This is a followup of my previous article How an HTTP/HTTPS Proxy Work where I explained how a basic HTTP proxy works. In this article, I will explain how to implement a simple HTTPS proxy with interception in Python using asyncio and the ssl
module. No third-party libraries are required.
For simplicity, we will not handle any errors or edge cases. This is just a basic example to illustrate the concept.
An echo HTTPS server
First we are going to implement proxy server that will just print the request it receives.
import asyncio
from contextlib import closing
def proxy_handler(reader: asyncio.StreamReader, writer: asyncio.StreamWriter):
async def handle_connection():
with closing(writer):
# Read the initial request line
request_line = await reader.readline()
print(f"Request Line: {request_line.decode().strip()}")
# The headers are terminated by an empty line
headers = await reader.readuntil(b"\r\n\r\n")
print(f"Headers: {headers.decode().strip()}")
asyncio.create_task(handle_connection())
async def main():
server = await asyncio.start_server(proxy_handler, "127.0.0.1", 8888)
async with server:
await server.serve_forever()
asyncio.run(main())
And a simple curl command to test it
curl --proxy http://127.0.0.1:8888 https://example.com
You should see the following output
Request Line: CONNECT example.com:443 HTTP/1.1
Headers: Host: example.com:443
User-Agent: curl/8.12.1
Proxy-Connection: Keep-Alive
And the curl command should return
curl: (56) Proxy CONNECT aborted
We need to handle the CONNECT
method to establish a tunnel between the client and the server.
Parsing the request line
We are going to assume it’s a CONNECT request for simplicity and ignore the headers.

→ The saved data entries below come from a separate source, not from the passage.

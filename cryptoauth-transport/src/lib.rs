//! I2C transport for CryptoAuthentication secure elements
//!
//! This crate drives ATECC/ATSHA devices at the byte-transport level:
//!
//! - Bus registry (logical bus index to I2C master)
//! - Two-phase wake (electrical pulse, then wake-token verification)
//! - Framed command send and length-prefixed receive with retry
//! - Idle/sleep power states and release
//! - Device discovery by revision signature
//!
//! Command semantics (opcodes, CRC of arbitrary commands, zone layout)
//! belong to the command library sitting on top of [`Transport`]. The
//! only command built here is the revision request used by discovery.
//!
//! Everything is blocking and single-threaded. The transport borrows the
//! [`BusRegistry`] mutably, so one exchange holds the bus from start to
//! stop. A multi-threaded port needs a mutex per registry entry.
//!
//! # Features
//!
//! - `defmt`: log through `defmt` and derive `defmt::Format` on public types
//! - `serde`: derive `Serialize`/`Deserialize` on configuration types
//!
//! The configuration loading tests parse TOML and only build with the
//! `serde` feature, so run the full suite as `cargo test --features serde`.

#![cfg_attr(not(test), no_std)]
#![deny(unsafe_code)]

#[macro_use]
mod fmt;

pub mod config;
pub mod discovery;
pub mod error;
pub mod packet;
pub mod registry;
pub mod retry;
pub mod transport;

#[cfg(test)]
mod sim;

pub use config::{BusConfig, DeviceType, InterfaceKind};
pub use discovery::{classify, discover_devices, DiscoveredDevice};
pub use error::TransportError;
pub use registry::BusRegistry;
pub use retry::{Attempt, RetryPolicy};
pub use transport::{Response, Transport, TransportState};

def proxy_handler(reader: asyncio.StreamReader, writer: asyncio.StreamWriter):
async def handle_connection():
with closing(writer):
# Read the initial request line
request_line = await reader.readline()
print(f"Request Line: {request_line.decode().strip()}")

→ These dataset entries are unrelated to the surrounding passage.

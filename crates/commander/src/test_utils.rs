use std::{collections::VecDeque, sync::Mutex};

use async_trait::async_trait;
use db::models::{
    project::{CreateProject, Project},
    team_member::{CreateTeamMember, TeamMember},
};
use serde_json::Value;
use uuid::Uuid;

use crate::brain::{
    ChatRequest, LLMProviderTrait, ProviderError, ProviderResponse, ProviderType, ToolCall,
};

/// Reasoning backend that replays canned responses and records every request
pub struct ScriptedProvider {
    responses: Mutex<VecDeque<Result<ProviderResponse, ProviderError>>>,
    pub seen: Mutex<Vec<ChatRequest>>,
    configured: bool,
}

impl ScriptedProvider {
    pub fn new(responses: Vec<ProviderResponse>) -> Self {
        Self::with_results(responses.into_iter().map(Ok).collect())
    }

    pub fn with_results(responses: Vec<Result<ProviderResponse, ProviderError>>) -> Self {
        Self {
            responses: Mutex::new(responses.into()),
            seen: Mutex::new(Vec::new()),
            configured: true,
        }
    }

    pub fn unconfigured() -> Self {
        Self {
            configured: false,
            ..Self::new(Vec::new())
        }
    }

    pub fn request_count(&self) -> usize {
        self.seen.lock().expect("lock").len()
    }
}

#[async_trait]
impl LLMProviderTrait for ScriptedProvider {
    fn provider_type(&self) -> ProviderType {
        ProviderType::OpenAI
    }

    fn name(&self) -> &'static str {
        "Scripted"
    }

    fn is_configured(&self) -> bool {
        self.configured
    }

    async fn chat(&self, request: ChatRequest) -> Result<ProviderResponse, ProviderError> {
        self.seen.lock().expect("lock").push(request);
        self.responses
            .lock()
            .expect("lock")
            .pop_front()
            .unwrap_or(Ok(ProviderResponse::Text {
                content: "done".into(),
                usage: None,
            }))
    }
}

pub fn call(id: &str, name: &str, arguments: Value) -> ToolCall {
    ToolCall {
        id: id.to_string(),
        name: name.to_string(),
        arguments,
    }
}

pub fn tool_calls(calls: Vec<ToolCall>) -> ProviderResponse {
    ProviderResponse::ToolCalls { calls, usage: None }
}

pub fn text(content: &str) -> ProviderResponse {
    ProviderResponse::Text {
        content: content.to_string(),
        usage: None,
    }
}

pub async fn setup_db() -> db::DBService {
    db::DBService::new_in_memory()
        .await
        .expect("Failed to create in-memory database")
}

pub async fn create_project(pool: &sqlx::SqlitePool, name: &str) -> Project {
    Project::create(
        pool,
        &CreateProject {
            name: name.to_string(),
            ..Default::default()
        },
        Uuid::new_v4(),
    )
    .await
    .expect("Failed to create project")
}

pub async fn create_member(pool: &sqlx::SqlitePool, nickname: &str, role: Option<&str>) -> TeamMember {
    TeamMember::create(
        pool,
        &CreateTeamMember {
            nickname: nickname.to_string(),
            role: role.map(str::to_string),
        },
        Uuid::new_v4(),
    )
    .await
    .expect("Failed to create team member")
}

headers = await reader.readuntil(b"\r\n\r\n")
print(f"Headers: {headers.decode().strip()}")
# We are extracting host and port from the request line CONNECT example.com:443 HTTP/1.1
host, port = request_line.decode().split(" ")[1].split(":")
port = int(port)
# Connect to the remote server
await connect_to_remote(reader, writer, host, port)
asyncio.create_task(handle_connection())
Connecting to the remote server
Now we need to implement the connect_to_remote
function.
async def connect_to_remote(
client_reader: asyncio.StreamReader,
client_writer: asyncio.StreamWriter,
remote_host: str,
remote_port: int,
):
remote_reader, remote_writer = await asyncio.open_connection(
remote_host, remote_port
)
with closing(remote_writer):
await acknowledge_connection(client_writer)

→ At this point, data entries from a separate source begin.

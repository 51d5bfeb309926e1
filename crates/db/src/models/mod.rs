pub mod automation_log;
pub mod project;
pub mod requirement;
pub mod team_member;
pub mod template;

#[cfg(test)]
pub(crate) mod test_utils;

And we need to implement the acknowledge_connection
function to send a 200 OK response to the client.
async def acknowledge_connection(client_writer: asyncio.StreamWriter):
response = "HTTP/1.1 200 Connection Established\r\n\r\n"
client_writer.write(response.encode())
await client_writer.drain()
Our curl now should return
curl: (35) TLS connect error: error:00000000:lib(0)::reason(0)
Meaning we have established the tunnel but we are not handling the TLS handshake yet.
Forwarding data between client and server
We are now introducing a forward_data
and create_tunnel
functions to forward data between the client and the server.
async def forward_data(src: asyncio.StreamReader, dest: asyncio.StreamWriter):
while True:
data = await src.read(4096)
if not data:
break
dest.write(data)
await dest.drain()
async def create_tunnel(
client_reader: asyncio.StreamReader,
client_writer: asyncio.StreamWriter,
remote_reader: asyncio.StreamReader,
remote_writer: asyncio.StreamWriter,
):
await asyncio.gather(
forward_data(client_reader, remote_writer),
forward_data(remote_reader, client_writer),
)
We are now calling create_tunnel
in the connect_to_remote
function.
async def connect_to_remote(
client_reader: asyncio.StreamReader,
client_writer: asyncio.StreamWriter,
remote_host: str,
remote_port: int,
):
remote_reader, remote_writer = await asyncio.open_connection(
remote_host, remote_port
)
with closing(remote_writer):
await acknowledge_connection(client_writer)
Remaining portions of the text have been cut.